When I woke up this morning I was a Black woman.


It’s not to say that I wasn’t one before, but on this occasion I had changed. My skin was brown, my hair was curly, and my lips were full. I had become a Black woman; I had become a wild thing.


In his poem entitled “Self-pity” the poet D. H. Lawrence says, “I never saw a wild thing sorry for itself.” My metamorphosis from a caterpillar to a butterfly was a slow process.


I was afraid of so many things – ashamed of so many things. I had allowed myself to wallow in this self pity and it truly hindered my development. I was constantly worried about how society viewed me. But I have learned that I have no control over what people think of me and that it is, in fact, none of my business. It is only my business to become a better me – to become a better Black woman so I can aid my Black brothers and sisters in becoming a better us.


Black life is continually defamed, criticized, ridiculed, marginalized, and ignored. What is worse is that we sometimes help, whether purposefully or inadvertently, perpetuate these negative ideologies.


As a Black community we have to come together more than ever before if we want to continue to uphold the legacies of our ancestors. This generation has Sojourner Truth’s, Martin Luther King’s, Harriet Tubman’s, and Barack Obama’s. This generation has the chance to make a difference – to bring about a change. We just have to be willing to fight for it – to fight for justice.

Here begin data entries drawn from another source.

//! Encoder and decoder: the boundary between plaintext bits and wire keys.

use anyhow::Result;
use serde::{Deserialize, Serialize};
use std::ops::Range;
use std::path::Path;

use crate::circuit::WireId;
use crate::error::{DecodeError, EncodeError};
use crate::keys::{WireKey, WireKeyPair};

/// Check that every value is 0 or 1 and convert to bits
pub fn check_bits(bits: &[u8]) -> Result<Vec<bool>, EncodeError> {
    bits.iter()
        .enumerate()
        .map(|(position, &value)| match value {
            0 => Ok(false),
            1 => Ok(true),
            _ => Err(EncodeError::NonBinary { position, value }),
        })
        .collect()
}

/// Select, per position, the key of `pairs[i]` encoding `bits[i]`
pub fn encode(pairs: &[WireKeyPair], bits: &[u8]) -> Result<Vec<WireKey>, EncodeError> {
    if bits.len() != pairs.len() {
        return Err(EncodeError::LengthMismatch {
            expected: pairs.len(),
            found: bits.len(),
        });
    }
    let bits = check_bits(bits)?;
    Ok(pairs
        .iter()
        .zip(bits)
        .map(|(pair, bit)| pair.select(bit))
        .collect())
}

/// Key pairs of the input wires `1..=n`
///
/// Held by the garbler and never published in full: each party only ever
/// receives one key per input wire.
#[derive(Debug, Clone, PartialEq, Eq, Serialize, Deserialize)]
pub struct EncodingInfo {
    pairs: Vec<WireKeyPair>,
}

impl EncodingInfo {
    /// Wrap the key pairs of input wires `1..=pairs.len()`
    pub fn new(pairs: Vec<WireKeyPair>) -> Self {
        EncodingInfo { pairs }
    }

    /// Number of input wires covered
    pub fn num_inputs(&self) -> usize {
        self.pairs.len()
    }

    /// All input key pairs, wire 1 first
    pub fn pairs(&self) -> &[WireKeyPair] {
        &self.pairs
    }

    /// Key pair of input wire `wire`
    pub fn pair(&self, wire: WireId) -> Option<&WireKeyPair> {
        (wire as usize)
            .checked_sub(1)
            .and_then(|index| self.pairs.get(index))
    }

    /// Key pairs for the 0-based input positions in `range`
    pub fn subset(&self, range: Range<usize>) -> Result<&[WireKeyPair], EncodeError> {
        self.pairs
            .get(range.clone())
            .ok_or(EncodeError::RangeOutOfBounds {
                start: range.start,
                end: range.end,
                available: self.pairs.len(),
            })
    }

    /// Encode a full input assignment
    pub fn encode(&self, bits: &[u8]) -> Result<Vec<WireKey>, EncodeError> {
        encode(&self.pairs, bits)
    }

    /// Encode the inputs at positions `range`
    pub fn encode_range(&self, range: Range<usize>, bits: &[u8]) -> Result<Vec<WireKey>, EncodeError> {
        encode(self.subset(range)?, bits)
    }

    /// Save encoding info as JSON
    pub fn save_json<P: AsRef<Path>>(&self, path: P) -> Result<()> {
        let json = serde_json::to_string_pretty(self)?;
        std::fs::write(path, json)?;
        Ok(())
    }

    /// Load encoding info from JSON
    pub fn load_json<P: AsRef<Path>>(path: P) -> Result<Self> {
        let data = std::fs::read_to_string(path)?;
        Ok(serde_json::from_str(&data)?)
    }
}

/// Key pair of one output wire
#[derive(Debug, Clone, Copy, PartialEq, Eq, Serialize, Deserialize)]
pub struct OutputDecoding {
    /// Output wire id
    pub wire: WireId,
    /// Keys for bit 0 and bit 1
    pub pair: WireKeyPair,
}

/// Key pairs of the output wires, in output order
#[derive(Debug, Clone, PartialEq, Eq, Serialize, Deserialize)]
pub struct DecodingInfo {
    outputs: Vec<OutputDecoding>,
}

impl DecodingInfo {
    /// Wrap the decoding pairs of the output wires
    pub fn new(outputs: Vec<OutputDecoding>) -> Self {
        DecodingInfo { outputs }
    }

    /// Decoding entries, in output order
    pub fn outputs(&self) -> &[OutputDecoding] {
        &self.outputs
    }

    /// Map each output key back to its bit
    ///
    /// A key that matches neither side of its pair means the garbled tables or
    /// the evaluation were corrupted; it is reported, never defaulted.
    pub fn decode(&self, keys: &[WireKey]) -> Result<Vec<bool>, DecodeError> {
        if keys.len() != self.outputs.len() {
            return Err(DecodeError::LengthMismatch {
                expected: self.outputs.len(),
                found: keys.len(),
            });
        }

        self.outputs
            .iter()
            .zip(keys)
            .map(|(output, key)| {
                output
                    .pair
                    .bit_of(key)
                    .ok_or(DecodeError::UnknownOutputKey { wire: output.wire })
            })
            .collect()
    }

    /// Decode output keys labelled with their wire ids
    ///
    /// The labels must name the output wires in output order, so keys that were
    /// reordered or attributed to the wrong wire are rejected.
    pub fn decode_wires(&self, wires: &[WireId], keys: &[WireKey]) -> Result<Vec<bool>, DecodeError> {
        if wires.len() != self.outputs.len() {
            return Err(DecodeError::LengthMismatch {
                expected: self.outputs.len(),
                found: wires.len(),
            });
        }
        for (position, (output, &wire)) in self.outputs.iter().zip(wires).enumerate() {
            if output.wire != wire {
                return Err(DecodeError::WireMismatch {
                    position,
                    expected: output.wire,
                    found: wire,
                });
            }
        }
        self.decode(keys)
    }

    /// Save decoding info as JSON
    pub fn save_json<P: AsRef<Path>>(&self, path: P) -> Result<()> {
        let json = serde_json::to_string_pretty(self)?;
        std::fs::write(path, json)?;
        Ok(())
    }

    /// Load decoding info from JSON
    pub fn load_json<P: AsRef<Path>>(path: P) -> Result<Self> {
        let data = std::fs::read_to_string(path)?;
        Ok(serde_json::from_str(&data)?)
    }
}
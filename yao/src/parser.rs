use anyhow::{Result, anyhow, bail};
use std::io::Read;
use std::path::Path;

use crate::circuit::{BooleanFunction, Circuit, CircuitBuilder, WireId};
use crate::stream::BufferedLineStream;

/// Header of a circuit description: `<num_inputs> <num_gates> <num_outputs>`
#[derive(Debug, Clone, Copy, PartialEq, Eq)]
pub struct CircuitHeader {
    /// Number of input wires
    pub num_inputs: usize,
    /// Number of gate lines that follow
    pub num_gates: usize,
    /// Number of outputs (the last gates)
    pub num_outputs: usize,
}

/// One gate line: `<gate_id> <left_wire> <right_wire> <FUNCTION_TAG>`
#[derive(Debug, Clone, Copy, PartialEq, Eq)]
pub struct GateRecord<'a> {
    /// Gate id, equal to its output wire id
    pub id: WireId,
    /// Left input wire
    pub left: WireId,
    /// Right input wire
    pub right: WireId,
    /// Unparsed function tag
    pub tag: &'a str,
}

/// Parse the header line of a circuit description
pub fn parse_header(line: &str) -> Result<CircuitHeader> {
    let tokens: Vec<&str> = line.split_whitespace().collect();
    if tokens.len() != 3 {
        bail!(
            "Invalid header: expected '<num_inputs> <num_gates> <num_outputs>', got: '{}'",
            line
        );
    }

    let field = |index: usize, name: &str| -> Result<usize> {
        tokens[index]
            .parse()
            .map_err(|_| anyhow!("Invalid {}: '{}'", name, tokens[index]))
    };

    Ok(CircuitHeader {
        num_inputs: field(0, "num_inputs")?,
        num_gates: field(1, "num_gates")?,
        num_outputs: field(2, "num_outputs")?,
    })
}

/// Parse a single gate line into its wire ids and function tag
pub fn parse_gate_line(line: &str) -> Result<GateRecord<'_>> {
    let tokens: Vec<&str> = line.split_whitespace().collect();
    if tokens.len() != 4 {
        bail!(
            "Invalid gate line: expected '<gate_id> <left> <right> <FUNCTION>', got: '{}'",
            line
        );
    }

    let wire = |index: usize, name: &str| -> Result<WireId> {
        tokens[index]
            .parse()
            .map_err(|_| anyhow!("Invalid {} wire ID: '{}'", name, tokens[index]))
    };

    Ok(GateRecord {
        id: wire(0, "gate")?,
        left: wire(1, "left")?,
        right: wire(2, "right")?,
        tag: tokens[3],
    })
}

/// Parse and validate a circuit description
///
/// Expected format:
/// First line: `<num_inputs> <num_gates> <num_outputs>`
/// Followed by one `<gate_id> <left> <right> <FUNCTION>` line per gate.
/// Blank lines and lines starting with `#` are ignored.
///
/// # Returns
/// * `Ok(Circuit)` - A validated, topologically ordered circuit
/// * `Err(anyhow::Error)` - IO error, malformed line, unknown function or invalid circuit
pub fn parse_circuit<R: Read>(stream: &mut BufferedLineStream<R>) -> Result<Circuit> {
    let header_line = stream.next_record().ok_or_else(|| {
        anyhow!("Missing header line - circuit must start with '<num_inputs> <num_gates> <num_outputs>'")
    })??;
    let header = parse_header(header_line)?;

    let mut builder = CircuitBuilder::new(header.num_inputs).outputs(header.num_outputs);
    let mut gates_read = 0usize;

    while let Some(line_result) = stream.next_record() {
        let line = line_result?;
        let parsed = parse_gate_line(line).and_then(|record| {
            let function: BooleanFunction = record.tag.parse()?;
            Ok((record.id, record.left, record.right, function))
        });
        let line_number = stream.line_number();
        let (id, left, right, function) =
            parsed.map_err(|e| anyhow!("Line {}: {}", line_number, e))?;
        builder = builder.gate(id, left, right, function);
        gates_read += 1;
    }

    if gates_read != header.num_gates {
        bail!(
            "Header declares {} gates but {} gate lines were read",
            header.num_gates,
            gates_read
        );
    }

    Ok(builder.build()?)
}

/// Open and parse a circuit description file
pub fn load_circuit<P: AsRef<Path>>(path: P) -> Result<Circuit> {
    let path = path.as_ref();
    let mut stream = BufferedLineStream::open(path)
        .map_err(|e| anyhow!("Cannot open circuit file {}: {}", path.display(), e))?;
    parse_circuit(&mut stream)
}

/// Render a circuit in the textual description format
pub fn format_circuit(circuit: &Circuit) -> String {
    let mut out = format!(
        "{} {} {}\n",
        circuit.num_inputs(),
        circuit.num_gates(),
        circuit.num_outputs()
    );
    for gate in circuit.gates() {
        out.push_str(&format!(
            "{} {} {} {}\n",
            gate.id, gate.left, gate.right, gate.function
        ));
    }
    out
}
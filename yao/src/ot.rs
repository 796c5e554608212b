//! Oblivious-transfer contract used to hand the evaluator its own input keys.
//!
//! The real OT protocol lives outside this crate. [`IdealOt`] stands in for it as
//! an in-process trusted functionality and offers none of its privacy guarantees.

use rand::{RngCore, SeedableRng};
use rand_chacha::ChaCha12Rng;

use crate::constants::MAX_OT_CANDIDATES;
use crate::encoding::check_bits;
use crate::error::{EncodeError, OtError};
use crate::keys::{WireKey, WireKeyPair};

/// A 1-out-of-k oblivious transfer of wire keys
///
/// Implementations must hand back exactly `candidates[choice]`, must not reveal
/// `choice` to the sender, and must not reveal the other candidates to the receiver.
pub trait ObliviousTransfer {
    /// Run one transfer over at most [`MAX_OT_CANDIDATES`] candidates
    fn transfer(&mut self, candidates: &[WireKey], choice: usize) -> Result<WireKey, OtError>;
}

/// Check the candidate count and choice index of a transfer request
pub fn check_request(candidates: &[WireKey], choice: usize) -> Result<(), OtError> {
    if candidates.is_empty() || candidates.len() > MAX_OT_CANDIDATES {
        return Err(OtError::CandidateCount {
            found: candidates.len(),
            max: MAX_OT_CANDIDATES,
        });
    }
    if choice >= candidates.len() {
        return Err(OtError::ChoiceOutOfRange {
            choice,
            candidates: candidates.len(),
        });
    }
    Ok(())
}

/// Trusted in-process transfer, for simulation and tests
#[derive(Debug, Default)]
pub struct IdealOt {
    transfers: usize,
}

impl IdealOt {
    /// Create a fresh functionality
    pub fn new() -> Self {
        Self::default()
    }

    /// Number of transfers served so far
    pub fn transfers(&self) -> usize {
        self.transfers
    }
}

impl ObliviousTransfer for IdealOt {
    fn transfer(&mut self, candidates: &[WireKey], choice: usize) -> Result<WireKey, OtError> {
        check_request(candidates, choice)?;
        self.transfers += 1;
        Ok(candidates[choice])
    }
}

/// Obtain one key per wire through 1-out-of-2 transfers
///
/// All bits are checked before the first transfer so a bad input never leaks a
/// partial set of keys.
pub fn transfer_input_keys<O: ObliviousTransfer + ?Sized>(
    ot: &mut O,
    pairs: &[WireKeyPair],
    bits: &[u8],
) -> Result<Vec<WireKey>, OtError> {
    if bits.len() != pairs.len() {
        return Err(EncodeError::LengthMismatch {
            expected: pairs.len(),
            found: bits.len(),
        }
        .into());
    }
    let bits = check_bits(bits)?;

    let keys = pairs
        .iter()
        .zip(bits)
        .map(|(pair, bit)| ot.transfer(&[pair.zero, pair.one], bit as usize))
        .collect::<Result<Vec<_>, _>>()?;
    tracing::debug!(wires = keys.len(), "received input keys by oblivious transfer");
    Ok(keys)
}

/// Pick random input bits from a seeded generator and fetch their keys by OT
///
/// # Returns
/// * `Ok((bits, keys))` - The chosen bits and the key selected for each
/// * `Err(OtError)` - The transfer failed
pub fn simulate_random_choices<O: ObliviousTransfer + ?Sized>(
    ot: &mut O,
    pairs: &[WireKeyPair],
    seed_data: &[u8; 32],
) -> Result<(Vec<u8>, Vec<WireKey>), OtError> {
    let mut rng = ChaCha12Rng::from_seed(*seed_data);
    let bits: Vec<u8> = pairs.iter().map(|_| (rng.next_u32() & 1) as u8).collect();
    let keys = transfer_input_keys(ot, pairs, &bits)?;
    Ok((bits, keys))
}
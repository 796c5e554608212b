/// Shared constants for the yao garbled circuits library
/// Size of a wire key in bytes (128-bit security parameter)
pub const KEY_SIZE: usize = 16;

/// Size of a keystream block and of a single garbled-table ciphertext
pub const CIPHERTEXT_SIZE: usize = 2 * KEY_SIZE;

/// Number of ciphertexts in a garbled table, one per input-bit combination
pub const TABLE_SIZE: usize = 4;

/// Upper bound on the number of candidates offered to a single oblivious transfer
pub const MAX_OT_CANDIDATES: usize = 8;

/// Default read buffer for circuit description files (64KB)
pub const DEFAULT_BUFFER_SIZE: usize = 64 * 1024;

/// Progress update interval - update progress bar/spinner every N operations
pub const PROGRESS_UPDATE_INTERVAL: u32 = 1000;
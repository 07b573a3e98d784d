//! Port definitions (hexagonal architecture interfaces)
//!
//! This module defines the port traits that form the boundaries of the
//! hexagonal architecture. Ports are interfaces that the domain core and
//! the synchronization engine depend on, but whose implementations live
//! in adapter crates.
//!
//! ## Ports Overview
//!
//! - [`IRemoteStore`] - Persistent folder/file records, permissions, trash
//! - [`IBlobStore`] - Opaque byte storage with signed-URL retrieval
//! - [`IAuditSink`] - Destination for audit entries

pub mod audit_sink;
pub mod blob_store;
pub mod remote_store;

pub use audit_sink::IAuditSink;
pub use blob_store::IBlobStore;
pub use remote_store::{EditTarget, FolderOrder, IRemoteStore, StoreResult};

As Harriet Tubman said, “I freed thousands of slaves, and could have freed thousands more, if they had known they were slaves.” I am no longer a slave to my fears, to others opinions and perceptions of me, to stereotypes, to any negativity. I am an advocate. I am a Black woman and I WILL make a difference.


I declare that today I woke up as a wild thing – as a Black woman in all of her glory, with love for herself and love for her people.